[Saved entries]

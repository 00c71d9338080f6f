//! Comparison and canonical-encoding primitives for the RTF
//! de-encapsulation pipeline.
//!
//! `rtfde-core` does not parse RTF and does not decide which rewrites to
//! apply. It consumes an already-parsed [`Tree`] of [`Token`]s and offers the
//! transformation layer a small set of helpers: control-parameter and
//! reserved-character encoding, control-word classification, deterministic
//! tree flattening, context diffs, and channel-gated diagnostics.
//!
//! ```
//! use rtfde_core::{tree_diff, Child, Token, Tree};
//!
//! let before = Tree::new("doc", vec![Child::from(Token::new("TEXT", "hi"))]);
//! let mut after = before.clone();
//! after.children.push(Child::from(Token::new("TEXT", "there")));
//!
//! assert!(tree_diff(&before, &before).is_empty());
//! assert!(tree_diff(&before, &after).contains("+ Token('TEXT', 'there'"));
//! ```
#![forbid(unsafe_code)]
#![warn(missing_docs)]

mod codeword;
pub mod diagnostics;
pub mod diff;
mod encode;
mod error;
mod flatten;
mod tree;

pub use codeword::{is_numeric_codeword, TokenValue};
pub use diagnostics::{Channel, DiagnosticConfig, Diagnostics, Payload};
pub use diff::{
    context_diff, string_diff, tree_diff, tree_value_diff, ContextDiffConfig, Opcode,
    SequenceMatcher, Tag,
};
pub use encode::{encode_control_parameter, encode_escaped_control_chars, ControlParameter};
pub use error::{ConfigError, DiagnosticError, EncodeError};
pub use flatten::{flatten, flatten_values, Flatten, FlattenValues, Leaf};
pub use tree::{Child, Token, Tree};

/// Returns the semantic version of the `rtfde-core` crate.
///
/// ```
/// assert!(!rtfde_core::version().is_empty());
/// ```
#[must_use]
pub fn version() -> &'static str {
    env!("CARGO_PKG_VERSION")
}
use thiserror::Error;

/// Errors raised while encoding values into their RTF representation.
#[derive(Debug, Error, Clone, PartialEq, Eq)]
pub enum EncodeError {
    /// The control parameter could not be interpreted as an integer.
    #[error("invalid control parameter: {value:?} is not an integer")]
    InvalidParameter {
        /// The offending input, as received.
        value: String,
    },
    /// The control parameter is an integer too wide for 128 bits.
    #[error("control parameter {value:?} does not fit in a 128-bit integer")]
    ParameterOutOfRange {
        /// The offending input, as received.
        value: String,
    },
}

/// Errors raised by the diagnostic gate.
#[derive(Debug, Error, Clone, PartialEq, Eq)]
pub enum DiagnosticError {
    /// A channel that only logs tokens was handed some other payload.
    #[error("HTMLRTF stripping channel only logs tokens, got {found} payload")]
    MalformedDiagnosticPayload {
        /// The kind of payload that was rejected.
        found: &'static str,
    },
}

/// Errors emitted when building a [`DiagnosticConfig`](crate::DiagnosticConfig).
#[derive(Debug, Error, Clone, PartialEq, Eq)]
pub enum ConfigError {
    /// The directive named a channel that does not exist.
    #[error("unknown diagnostic channel: {name}")]
    UnknownChannel {
        /// The channel name as written in the directive.
        name: String,
    },
    /// The directive carried a level that is not recognised.
    #[error("invalid level {level:?} for channel {channel}")]
    InvalidLevel {
        /// The channel the level was meant for (`*` for a bare level).
        channel: String,
        /// The level text as written in the directive.
        level: String,
    },
    /// The directive could not be split into a channel and a level.
    #[error("malformed diagnostic directive: {directive:?}")]
    MalformedDirective {
        /// The directive text.
        directive: String,
    },
}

*ABOUT THIS TASK:* List every line above that holds the word "after".

*YOUR RESPONSE:*
//! let mut after = before.clone();
//! after.children.push(Child::from(Token::new("TEXT", "there")));
//! assert!(tree_diff(&before, &after).contains("+ Token('TEXT', 'there'"));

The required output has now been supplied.